Aantal dagen dat je ziek bent geweest in deze of voorgaande periode. Meestal een gegeven door werkgevers te gebruiken als stok achter de deur. Financiële gevolgen heeft het meestal niet, want de meeste CAO’s in Nederland kennen de regel dat bij ziekte het eerste jaar 100% moet worden doorbetaald. Wel is het zo dat je je basissalaris vaak gesplitst op de loonstrook ziet staan. Dus stuk loon naar werken en aanvullend ziekengeld. Bij elkaar is het weer 100%. Echter, voor werkgevers is het een belangrijk gegeven want het is toch wel handig om precies te weten wat iemand heeft gekost zonder er voor te werken. Overigens mag de werkgever over de eerste twee ziektedagen loon inhouden tot wel 100%, de zogenaamde wachtdagen.

premieloon dagen. 
Het gemiddeld aantal dagen per maand waarmee wordt gerekend om te komen tot een nettoloon wat iedere maand bijna hetzelfde is. Dus bij 5-daagse werkweek in 2001(261 werkdagen)21,75 dagen, bij 4-daagse werkweek 4 dagen *52 weken(werkt de fiscus mee bij bepaling bruto-uurloon)/12=17,33 dagen etc,etc. Omdat je over de eerste hfl 117,= per dag geen ww-premie betaalt en met een gemiddeld aantal dagen rekent is de ingehouden ww-premie bij normaal loon iedere maand dus hetzelfde. Zou je met de werkelijk aantal dagen per maand rekenen dan krijg je wel verschillen. Als je in de loop van het jaar uit dienst gaat dan zal je wel op je laatste loonstrook een ander aantal premieloondagen zien omdat er dan wordt gekeken hoeveel werkelijke dagen er tot dan toe moesten worden verloond en daar wordt dan van afgetrokken het totaal aantal premieloondagen tot en met de vorige maand. 

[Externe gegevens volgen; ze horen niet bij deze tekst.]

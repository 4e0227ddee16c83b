//! Validation metadata file

use crate::layout::VALIDATION_METADATA_FILE;
use crate::storage::write_json;
use ecogroup_domain::ValidationMetadata;
use std::path::{Path, PathBuf};

/// Write `validation_metadata.json` into the batch's parent directory.
pub async fn write_metadata(
    parent: &Path,
    metadata: &ValidationMetadata,
) -> std::io::Result<PathBuf> {
    let path = parent.join(VALIDATION_METADATA_FILE);
    write_json(&path, metadata).await?;
    Ok(path)
}

#[cfg(test)]
mod tests {
    use super::*;

    #[tokio::test]
    async fn test_write_metadata() {
        let dir = tempfile::tempdir().unwrap();
        let metadata = ValidationMetadata {
            base_name: "ns".to_string(),
            base_dir: dir.path().join("ns_base").display().to_string(),
            num_iterations: 1,
            successful_iterations: 1,
            iteration_dirs: vec![dir.path().join("ns_1").display().to_string()],
            timestamp: "2026-10-19_12-00-00".to_string(),
        };

        let path = write_metadata(dir.path(), &metadata).await.unwrap();

        let written: ValidationMetadata =
            serde_json::from_str(&std::fs::read_to_string(path).unwrap()).unwrap();
        assert_eq!(written, metadata);
    }
}
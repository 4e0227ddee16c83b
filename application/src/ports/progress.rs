//! Progress notification ports
//!
//! Callbacks fired by the classification engine and the validation
//! orchestrator. Implementations live in the presentation layer (progress
//! bars) and the infrastructure layer (the grouping report).

use ecogroup_domain::Rank;

/// Callback for progress updates during classification
pub trait ClassificationProgress: Send + Sync {
    /// Called when a rank starts with the taxa awaiting a verdict
    fn on_rank_start(&self, rank: Rank, taxa: usize, chunks: usize);

    /// Called when one oracle chunk finishes
    fn on_chunk_complete(&self, rank: Rank, taxa: usize, success: bool);

    /// Called when a rank has been applied and checkpointed
    fn on_rank_complete(&self, rank: Rank, assigned: usize, resolved: usize);

    /// Called for every taxon placed into a group
    fn on_assignment(&self, _taxon: &str, _group: &str, _rank: Rank) {}

    /// Called when a novel group is registered
    fn on_new_group(&self, _group: &str, _forced: bool) {}
}

/// No-op progress notifier for when progress reporting is not needed
pub struct NoProgress;

impl ClassificationProgress for NoProgress {
    fn on_rank_start(&self, _rank: Rank, _taxa: usize, _chunks: usize) {}
    fn on_chunk_complete(&self, _rank: Rank, _taxa: usize, _success: bool) {}
    fn on_rank_complete(&self, _rank: Rank, _assigned: usize, _resolved: usize) {}
}

/// Callback for progress updates during a validation batch
pub trait ValidationProgress: Send + Sync {
    fn on_batch_start(&self, iterations: usize, workers: usize);

    fn on_iteration_complete(&self, index: usize, success: bool);

    fn on_batch_complete(&self, _succeeded: usize, _total: usize) {}
}

/// No-op validation progress
pub struct NoValidationProgress;

impl ValidationProgress for NoValidationProgress {
    fn on_batch_start(&self, _iterations: usize, _workers: usize) {}
    fn on_iteration_complete(&self, _index: usize, _success: bool) {}
}
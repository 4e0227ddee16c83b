//! Grouping template source value object

use serde::{Deserialize, Serialize};

/// Where the initial reference groups come from
#[derive(Debug, Clone, Copy, PartialEq, Eq, Default, Serialize, Deserialize)]
#[serde(rename_all = "lowercase")]
pub enum TemplateSource {
    /// Bundled or configured template file
    #[default]
    Default,
    /// User-supplied template file
    Upload,
    /// Groups harvested from published EwE models
    Ecobase,
    /// Synthesized by the oracle from the study area polygon
    Geojson,
}

impl TemplateSource {
    pub fn as_str(&self) -> &'static str {
        match self {
            TemplateSource::Default => "default",
            TemplateSource::Upload => "upload",
            TemplateSource::Ecobase => "ecobase",
            TemplateSource::Geojson => "geojson",
        }
    }

    /// All accepted names, for validation messages.
    pub fn names() -> [&'static str; 4] {
        ["default", "upload", "ecobase", "geojson"]
    }
}

impl std::fmt::Display for TemplateSource {
    fn fmt(&self, f: &mut std::fmt::Formatter<'_>) -> std::fmt::Result {
        write!(f, "{}", self.as_str())
    }
}

impl std::str::FromStr for TemplateSource {
    type Err = String;

    fn from_str(s: &str) -> Result<Self, Self::Err> {
        match s.trim().to_lowercase().as_str() {
            "default" => Ok(TemplateSource::Default),
            "upload" => Ok(TemplateSource::Upload),
            "ecobase" => Ok(TemplateSource::Ecobase),
            "geojson" => Ok(TemplateSource::Geojson),
            other => Err(format!("unknown template source: {}", other)),
        }
    }
}
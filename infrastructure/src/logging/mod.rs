//! Run transcripts: the JSONL oracle log and the plain-text grouping report.

mod grouping_report;
mod jsonl_logger;

pub use grouping_report::GroupingReportWriter;
pub use jsonl_logger::JsonlConversationLogger;
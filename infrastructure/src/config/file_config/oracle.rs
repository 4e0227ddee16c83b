//! Oracle configuration from TOML (`[oracle]` section)

use ecogroup_domain::{ConfigIssue, ConfigIssueCode, Model, Severity};
use serde::{Deserialize, Serialize};
use std::time::Duration;

/// Raw oracle configuration from TOML
///
/// # Example
///
/// ```toml
/// [oracle]
/// model = "claude"                         # alias or provider model id
/// endpoint = "http://localhost:4000/v1"    # OpenAI-compatible base URL
/// api_key_env = "ECOGROUP_API_KEY"
/// temperature = 0.0
/// timeout_secs = 120
/// ```
#[derive(Debug, Clone, PartialEq, Serialize, Deserialize)]
#[serde(default)]
pub struct FileOracleConfig {
    pub model: String,
    pub endpoint: String,
    /// Name of the environment variable holding the bearer token
    pub api_key_env: String,
    pub temperature: f32,
    pub timeout_secs: u64,
}

impl Default for FileOracleConfig {
    fn default() -> Self {
        Self {
            model: Model::default().to_string(),
            endpoint: "http://localhost:4000/v1".to_string(),
            api_key_env: "ECOGROUP_API_KEY".to_string(),
            temperature: 0.0,
            timeout_secs: 120,
        }
    }
}

impl FileOracleConfig {
    pub fn parse_model(&self) -> (Model, Vec<ConfigIssue>) {
        if self.model.trim().is_empty() {
            let issue = ConfigIssue {
                severity: Severity::Warning,
                code: ConfigIssueCode::EmptyValue {
                    field: "oracle.model".to_string(),
                },
                message: format!("oracle.model is empty, using '{}'", Model::default()),
            };
            return (Model::default(), vec![issue]);
        }
        // Unknown names become custom model ids
        let model: Model = self.model.parse().unwrap_or_default();
        (model, vec![])
    }

    pub fn timeout(&self) -> Duration {
        Duration::from_secs(self.timeout_secs)
    }

    pub fn validate(&self) -> Vec<ConfigIssue> {
        let mut issues = self.parse_model().1;
        if self.endpoint.trim().is_empty() {
            issues.push(ConfigIssue {
                severity: Severity::Error,
                code: ConfigIssueCode::EmptyValue {
                    field: "oracle.endpoint".to_string(),
                },
                message: "oracle.endpoint must name the chat completions base URL".to_string(),
            });
        }
        if !(0.0..=2.0).contains(&self.temperature) {
            issues.push(ConfigIssue {
                severity: Severity::Warning,
                code: ConfigIssueCode::OutOfRange {
                    field: "oracle.temperature".to_string(),
                },
                message: format!(
                    "oracle.temperature: {} is outside 0.0..=2.0",
                    self.temperature
                ),
            });
        }
        if self.timeout_secs == 0 {
            issues.push(ConfigIssue {
                severity: Severity::Error,
                code: ConfigIssueCode::OutOfRange {
                    field: "oracle.timeout_secs".to_string(),
                },
                message: "oracle.timeout_secs must be at least 1".to_string(),
            });
        }
        issues
    }
}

brutoloon = normaal loon=basisloon
Dit is je brutosalaris, waarop nog allerlei bedragen worden ingehouden voor je het, sterk afgeslankt, op je rekening gestort krijgt. Dit salaris heb je afgesproken bij in diensttreding of is het salaris dat een werkgever minimaal moet betalen als er volgens een CAO wordt verloond of is het door loonsverhoging en/of met het inflatiecorrectie opgehoogde bedragen opgebouwde salaris in de loop van je dienstverband.

spaarloonregeling
Als je meedoet aan deze regeling, spaar je maandelijks een gedeelte wat van je brutoloon afgaat. Op jaarbasis mag dit maximaal hfl 1736,= zijn . Dit bedrag blijft belastingvrij als je het een aantal jaren niet opneemt. In sommige gevallen kun je het wel zonder problemen opnemen, zoals bij het opstarten van een eigen bedrijf en de aanschaf van een huis.

wao-gat
De regering heeft in 1993 een aantal ingrijpende maatregelen in de WAO doorgevoerd. De hoogte van de WAO-uitkering wordt hierdoor sterk beperkt. Het verschil tussen de oude en de fors lagere nieuwe uitkering wordt aangeduid met de term “WAO-gat”. Gelukkig is dit WAO-gat te verzekeren. Dit wordt meestal alleen door werknemers opgehoest in de vorm van een inhouding op het brutoloon .

wao-excedent.
Het WAO-Excedent is het verschil tussen de maximale WAO-uitkering en het laatstverdiende salaris.
Elke werknemer heeft na één jaar arbeidsongeschiktheid recht op een uitkering ingevolge de WAO.
De hoogte van de WAO-uitkering bedraagt 70% van het brutoloon, echter tot maximaal het WAO-loon (01-01-2001: 70% x fl. 88.043,– = fl. 61.630,–).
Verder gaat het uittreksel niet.